**WHAT YOU HAVE TO DO:** All the entries that follow must be written out again exactly.

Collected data
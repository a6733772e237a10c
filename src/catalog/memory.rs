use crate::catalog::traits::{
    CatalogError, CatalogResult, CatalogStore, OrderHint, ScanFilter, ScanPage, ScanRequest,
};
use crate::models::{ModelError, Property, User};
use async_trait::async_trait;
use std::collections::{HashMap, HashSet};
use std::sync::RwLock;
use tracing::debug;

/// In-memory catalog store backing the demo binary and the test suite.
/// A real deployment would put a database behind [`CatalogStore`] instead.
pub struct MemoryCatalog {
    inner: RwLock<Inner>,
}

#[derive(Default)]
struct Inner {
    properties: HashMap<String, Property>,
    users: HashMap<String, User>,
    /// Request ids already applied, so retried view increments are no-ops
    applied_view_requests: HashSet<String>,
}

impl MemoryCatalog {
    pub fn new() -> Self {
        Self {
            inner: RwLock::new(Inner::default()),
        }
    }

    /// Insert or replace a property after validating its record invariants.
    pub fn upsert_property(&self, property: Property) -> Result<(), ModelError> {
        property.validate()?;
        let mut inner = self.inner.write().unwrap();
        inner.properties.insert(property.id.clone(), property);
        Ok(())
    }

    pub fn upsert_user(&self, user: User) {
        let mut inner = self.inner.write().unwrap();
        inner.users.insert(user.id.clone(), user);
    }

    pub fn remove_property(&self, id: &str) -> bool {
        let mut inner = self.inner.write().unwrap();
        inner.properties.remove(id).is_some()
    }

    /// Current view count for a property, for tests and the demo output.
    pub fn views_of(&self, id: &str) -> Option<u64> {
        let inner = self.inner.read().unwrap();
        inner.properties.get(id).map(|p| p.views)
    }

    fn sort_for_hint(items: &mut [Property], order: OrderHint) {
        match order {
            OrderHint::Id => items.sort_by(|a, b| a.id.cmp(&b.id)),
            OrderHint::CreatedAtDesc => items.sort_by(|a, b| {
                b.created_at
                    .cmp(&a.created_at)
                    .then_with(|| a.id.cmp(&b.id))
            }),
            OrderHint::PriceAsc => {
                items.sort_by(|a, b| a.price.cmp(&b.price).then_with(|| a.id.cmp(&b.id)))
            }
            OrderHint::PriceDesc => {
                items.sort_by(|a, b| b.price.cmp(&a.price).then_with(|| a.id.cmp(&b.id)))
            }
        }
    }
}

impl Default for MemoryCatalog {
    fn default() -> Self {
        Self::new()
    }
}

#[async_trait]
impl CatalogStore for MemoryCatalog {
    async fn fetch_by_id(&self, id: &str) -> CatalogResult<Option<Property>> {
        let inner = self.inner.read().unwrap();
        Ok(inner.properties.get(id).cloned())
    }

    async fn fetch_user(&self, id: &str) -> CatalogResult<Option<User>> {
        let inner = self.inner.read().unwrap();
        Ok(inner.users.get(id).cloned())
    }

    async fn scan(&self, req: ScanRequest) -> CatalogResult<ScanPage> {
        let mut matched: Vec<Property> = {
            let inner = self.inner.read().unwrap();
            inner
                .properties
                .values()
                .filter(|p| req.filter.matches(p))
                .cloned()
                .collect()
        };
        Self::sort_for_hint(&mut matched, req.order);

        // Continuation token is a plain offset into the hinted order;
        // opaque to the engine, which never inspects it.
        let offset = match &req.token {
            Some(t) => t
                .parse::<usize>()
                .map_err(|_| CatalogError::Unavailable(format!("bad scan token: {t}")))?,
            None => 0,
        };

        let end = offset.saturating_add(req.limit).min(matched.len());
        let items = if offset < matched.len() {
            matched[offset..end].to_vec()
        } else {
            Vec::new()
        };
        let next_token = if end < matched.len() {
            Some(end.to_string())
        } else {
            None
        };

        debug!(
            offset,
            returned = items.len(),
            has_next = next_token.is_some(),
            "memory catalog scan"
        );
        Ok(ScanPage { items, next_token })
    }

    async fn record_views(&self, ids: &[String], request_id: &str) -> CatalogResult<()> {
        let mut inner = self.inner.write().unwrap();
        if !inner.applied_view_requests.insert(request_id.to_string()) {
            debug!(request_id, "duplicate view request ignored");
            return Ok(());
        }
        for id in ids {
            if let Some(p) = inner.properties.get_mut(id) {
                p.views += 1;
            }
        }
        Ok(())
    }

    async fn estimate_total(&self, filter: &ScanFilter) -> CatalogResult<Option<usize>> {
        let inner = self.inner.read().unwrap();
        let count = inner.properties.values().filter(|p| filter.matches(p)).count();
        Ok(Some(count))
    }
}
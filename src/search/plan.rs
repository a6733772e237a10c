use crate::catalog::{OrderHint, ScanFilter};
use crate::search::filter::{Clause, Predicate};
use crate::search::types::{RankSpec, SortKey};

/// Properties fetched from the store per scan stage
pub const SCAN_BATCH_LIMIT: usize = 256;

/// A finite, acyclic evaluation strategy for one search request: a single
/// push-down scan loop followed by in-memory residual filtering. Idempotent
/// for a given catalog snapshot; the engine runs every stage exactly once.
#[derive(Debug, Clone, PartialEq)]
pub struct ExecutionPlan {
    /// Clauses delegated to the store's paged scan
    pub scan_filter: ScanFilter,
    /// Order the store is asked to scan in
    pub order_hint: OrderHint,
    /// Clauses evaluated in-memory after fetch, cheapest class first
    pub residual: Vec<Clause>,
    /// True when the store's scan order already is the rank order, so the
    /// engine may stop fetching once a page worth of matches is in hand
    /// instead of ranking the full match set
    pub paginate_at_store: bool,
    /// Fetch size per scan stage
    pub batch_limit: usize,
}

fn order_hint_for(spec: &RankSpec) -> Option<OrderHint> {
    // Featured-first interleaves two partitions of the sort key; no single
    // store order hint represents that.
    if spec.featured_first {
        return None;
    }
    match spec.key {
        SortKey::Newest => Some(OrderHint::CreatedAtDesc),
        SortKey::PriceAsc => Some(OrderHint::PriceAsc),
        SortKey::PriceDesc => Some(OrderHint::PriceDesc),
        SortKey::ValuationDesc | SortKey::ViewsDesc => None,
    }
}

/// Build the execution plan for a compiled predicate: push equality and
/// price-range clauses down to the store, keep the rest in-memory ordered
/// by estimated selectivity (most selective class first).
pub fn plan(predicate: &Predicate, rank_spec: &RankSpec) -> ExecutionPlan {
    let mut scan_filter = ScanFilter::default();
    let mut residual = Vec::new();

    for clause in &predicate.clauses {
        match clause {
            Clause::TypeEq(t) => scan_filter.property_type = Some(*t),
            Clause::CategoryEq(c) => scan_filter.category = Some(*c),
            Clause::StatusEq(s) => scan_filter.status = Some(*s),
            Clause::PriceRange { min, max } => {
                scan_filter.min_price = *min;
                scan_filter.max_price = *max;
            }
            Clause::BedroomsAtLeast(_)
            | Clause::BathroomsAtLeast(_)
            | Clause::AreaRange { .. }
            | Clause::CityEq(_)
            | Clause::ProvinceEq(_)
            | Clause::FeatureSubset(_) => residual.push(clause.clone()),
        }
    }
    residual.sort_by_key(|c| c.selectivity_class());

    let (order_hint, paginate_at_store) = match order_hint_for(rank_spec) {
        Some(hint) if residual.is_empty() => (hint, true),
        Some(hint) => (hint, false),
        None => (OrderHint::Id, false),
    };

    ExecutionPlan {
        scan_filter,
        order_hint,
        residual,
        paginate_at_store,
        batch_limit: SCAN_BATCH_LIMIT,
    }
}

**YOUR SOLUTION:**
repository a6733772e237a10c
filename src/catalog/memory.rs
use crate::catalog::traits::{
    CatalogError, CatalogResult, CatalogStore, OrderHint, ScanFilter, ScanPage, ScanRequest,
};
use crate::models::{ModelError, Property, User};
use async_trait::async_trait;
use std::collections::{HashMap, HashSet};
use std::sync::RwLock;
use tracing::debug;

/// In-memory catalog store backing the demo binary and the test suite.
/// A real deployment would put a database behind [`CatalogStore`] instead.
pub struct MemoryCatalog {
    inner: RwLock<Inner>,
}

#[derive(Default)]
struct Inner {
    properties: HashMap<String, Property>,
    users: HashMap<String, User>,
    /// Request ids already applied, so retried view increments are no-ops
    applied_view_requests: HashSet<String>,
}

impl MemoryCatalog {
    pub fn new() -> Self {
        Self {
            inner: RwLock::new(Inner::default()),
        }
    }

    /// Insert or replace a property after validating its record invariants.
    pub fn upsert_property(&self, property: Property) -> Result<(), ModelError> {
        property.validate()?;
        let mut inner = self.inner.write().unwrap();
        inner.properties.insert(property.id.clone(), property);
        Ok(())
    }

    pub fn upsert_user(&self, user: User) {
        let mut inner = self.inner.write().unwrap();
        inner.users.insert(user.id.clone(), user);
    }

    pub fn remove_property(&self, id: &str) -> bool {
        let mut inner = self.inner.write().unwrap();
        inner.properties.remove(id).is_some()
    }

    /// Current view count for a property, for tests and the demo output.
    pub fn views_of(&self, id: &str) -> Option<u64> {
        let inner = self.inner.read().unwrap();
        inner.properties.get(id).map(|p| p.views)
    }

    fn sort_for_hint(items: &mut [Property], order: OrderHint) {
        match order {
            OrderHint::Id => items.sort_by(|a, b| a.id.cmp(&b.id)),
            OrderHint::CreatedAtDesc => items.sort_by(|a, b| {
                b.created_at
                    .cmp(&a.created_at)
                    .then_with(|| a.id.cmp(&b.id))
            }),
            OrderHint::PriceAsc => {
                items.sort_by(|a, b| a.price.cmp(&b.price).then_with(|| a.id.cmp(&b.id)))
            }
            OrderHint::PriceDesc => {
                items.sort_by(|a, b| b.price.cmp(&a.price).then_with(|| a.id.cmp(&b.id)))
            }
        }
    }
}

impl Default for MemoryCatalog {
    fn default() -> Self {
        Self::new()
    }
}

#[async_trait]
impl CatalogStore for MemoryCatalog {
    async fn fetch_by_id(&self, id: &str) -> CatalogResult<Option<Property>> {
        let inner = self.inner.read().unwrap();
        Ok(inner.properties.get(id).cloned())
    }

    async fn fetch_user(&self, id: &str) -> CatalogResult<Option<User>> {
        let inner = self.inner.read().unwrap();
        Ok(inner.users.get(id).cloned())
    }

    async fn scan(&self, req: ScanRequest) -> CatalogResult<ScanPage> {
        let mut matched: Vec<Property> = {
            let inner = self.inner.read().unwrap();
            inner
                .properties
                .values()
                .filter(|p| req.filter.matches(p))
                .cloned()
                .collect()
        };
        Self::sort_for_hint(&mut matched, req.order);

        // Continuation token is a plain offset into the hinted order;
        // opaque to the engine, which never inspects it.
        let offset = match &req.token {
            Some(t) => t
                .parse::<usize>()
                .map_err(|_| CatalogError::Unavailable(format!("bad scan token: {t}")))?,
            None => 0,
        };

        let end = offset.saturating_add(req.limit).min(matched.len());
        let items = if offset < matched.len() {
            matched[offset..end].to_vec()
        } else {
            Vec::new()
        };
        let next_token = if end < matched.len() {
            Some(end.to_string())
        } else {
            None
        };

        debug!(
            offset,
            returned = items.len(),
            has_next = next_token.is_some(),
            "memory catalog scan"
        );
        Ok(ScanPage { items, next_token })
    }

    async fn record_views(&self, ids: &[String], request_id: &str) -> CatalogResult<()> {
        let mut inner = self.inner.write().unwrap();
        if !inner.applied_view_requests.insert(request_id.to_string()) {
            debug!(request_id, "duplicate view request ignored");
            return Ok(());
        }
        for id in ids {
            if let Some(p) = inner.properties.get_mut(id) {
                p.views += 1;
            }
        }
        Ok(())
    }

    async fn estimate_total(&self, filter: &ScanFilter) -> CatalogResult<Option<usize>> {
        let inner = self.inner.read().unwrap();
        let count = inner.properties.values().filter(|p| filter.matches(p)).count();
        Ok(Some(count))
    }
}
filename src/search/plan.rs
repository a6733772e237a10c
use crate::catalog::{OrderHint, ScanFilter};
use crate::search::filter::{Clause, Predicate};
use crate::search::types::{RankSpec, SortKey};

/// Properties fetched from the store per scan stage
pub const SCAN_BATCH_LIMIT: usize = 256;

/// A finite, acyclic evaluation strategy for one search request: a single
/// push-down scan loop followed by in-memory residual filtering. Idempotent
/// for a given catalog snapshot; the engine runs every stage exactly once.
#[derive(Debug, Clone, PartialEq)]
pub struct ExecutionPlan {
    /// Clauses delegated to the store's paged scan
    pub scan_filter: ScanFilter,
    /// Order the store is asked to scan in
    pub order_hint: OrderHint,
    /// Clauses evaluated in-memory after fetch, cheapest class first
    pub residual: Vec<Clause>,
    /// True when the store's scan order already is the rank order, so the
    /// engine may stop fetching once a page worth of matches is in hand
    /// instead of ranking the full match set
    pub paginate_at_store: bool,
    /// Fetch size per scan stage
    pub batch_limit: usize,
}

fn order_hint_for(spec: &RankSpec) -> Option<OrderHint> {
    // Featured-first interleaves two partitions of the sort key; no single
    // store order hint represents that.
    if spec.featured_first {
        return None;
    }
    match spec.key {
        SortKey::Newest => Some(OrderHint::CreatedAtDesc),
        SortKey::PriceAsc => Some(OrderHint::PriceAsc),
        SortKey::PriceDesc => Some(OrderHint::PriceDesc),
        SortKey::ValuationDesc | SortKey::ViewsDesc => None,
    }
}

/// Build the execution plan for a compiled predicate: push equality and
/// price-range clauses down to the store, keep the rest in-memory ordered
/// by estimated selectivity (most selective class first).
pub fn plan(predicate: &Predicate, rank_spec: &RankSpec) -> ExecutionPlan {
    let mut scan_filter = ScanFilter::default();
    let mut residual = Vec::new();

    for clause in &predicate.clauses {
        match clause {
            Clause::TypeEq(t) => scan_filter.property_type = Some(*t),
            Clause::CategoryEq(c) => scan_filter.category = Some(*c),
            Clause::StatusEq(s) => scan_filter.status = Some(*s),
            Clause::PriceRange { min, max } => {
                scan_filter.min_price = *min;
                scan_filter.max_price = *max;
            }
            Clause::BedroomsAtLeast(_)
            | Clause::BathroomsAtLeast(_)
            | Clause::AreaRange { .. }
            | Clause::CityEq(_)
            | Clause::ProvinceEq(_)
            | Clause::FeatureSubset(_) => residual.push(clause.clone()),
        }
    }
    residual.sort_by_key(|c| c.selectivity_class());

    let (order_hint, paginate_at_store) = match order_hint_for(rank_spec) {
        Some(hint) if residual.is_empty() => (hint, true),
        Some(hint) => (hint, false),
        None => (OrderHint::Id, false),
    };

    ExecutionPlan {
        scan_filter,
        order_hint,
        residual,
        paginate_at_store,
        batch_limit: SCAN_BATCH_LIMIT,
    }
}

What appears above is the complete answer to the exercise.